THE TASK: Whenever the word "HeaderValue" appears in a line of the data below, copy that line.

PROVIDED MATERIAL:
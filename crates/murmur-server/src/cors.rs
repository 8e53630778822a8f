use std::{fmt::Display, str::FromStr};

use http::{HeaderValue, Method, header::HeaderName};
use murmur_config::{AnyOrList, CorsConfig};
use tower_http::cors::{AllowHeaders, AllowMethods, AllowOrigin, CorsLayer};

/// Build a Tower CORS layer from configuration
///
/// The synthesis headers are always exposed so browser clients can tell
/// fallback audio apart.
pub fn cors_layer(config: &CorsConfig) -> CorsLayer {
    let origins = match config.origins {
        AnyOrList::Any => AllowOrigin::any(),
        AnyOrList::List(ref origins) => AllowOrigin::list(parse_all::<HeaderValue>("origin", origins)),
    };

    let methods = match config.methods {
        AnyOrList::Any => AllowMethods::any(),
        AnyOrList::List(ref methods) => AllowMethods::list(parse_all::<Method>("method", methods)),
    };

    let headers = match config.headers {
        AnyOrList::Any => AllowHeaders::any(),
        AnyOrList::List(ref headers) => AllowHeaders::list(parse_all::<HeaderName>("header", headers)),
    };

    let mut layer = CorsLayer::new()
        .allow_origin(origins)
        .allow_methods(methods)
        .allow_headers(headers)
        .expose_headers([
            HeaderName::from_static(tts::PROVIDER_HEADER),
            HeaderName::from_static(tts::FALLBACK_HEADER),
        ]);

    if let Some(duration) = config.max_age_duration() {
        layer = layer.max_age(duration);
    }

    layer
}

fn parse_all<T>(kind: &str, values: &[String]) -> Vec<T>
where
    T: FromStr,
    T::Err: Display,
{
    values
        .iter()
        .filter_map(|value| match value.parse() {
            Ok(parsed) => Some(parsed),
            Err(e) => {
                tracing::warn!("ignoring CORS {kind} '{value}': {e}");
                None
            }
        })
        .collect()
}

RESPONSE FOR THIS EXERCISE:
use http::{HeaderValue, Method, header::HeaderName};
        AnyOrList::List(ref origins) => AllowOrigin::list(parse_all::<HeaderValue>("origin", origins)),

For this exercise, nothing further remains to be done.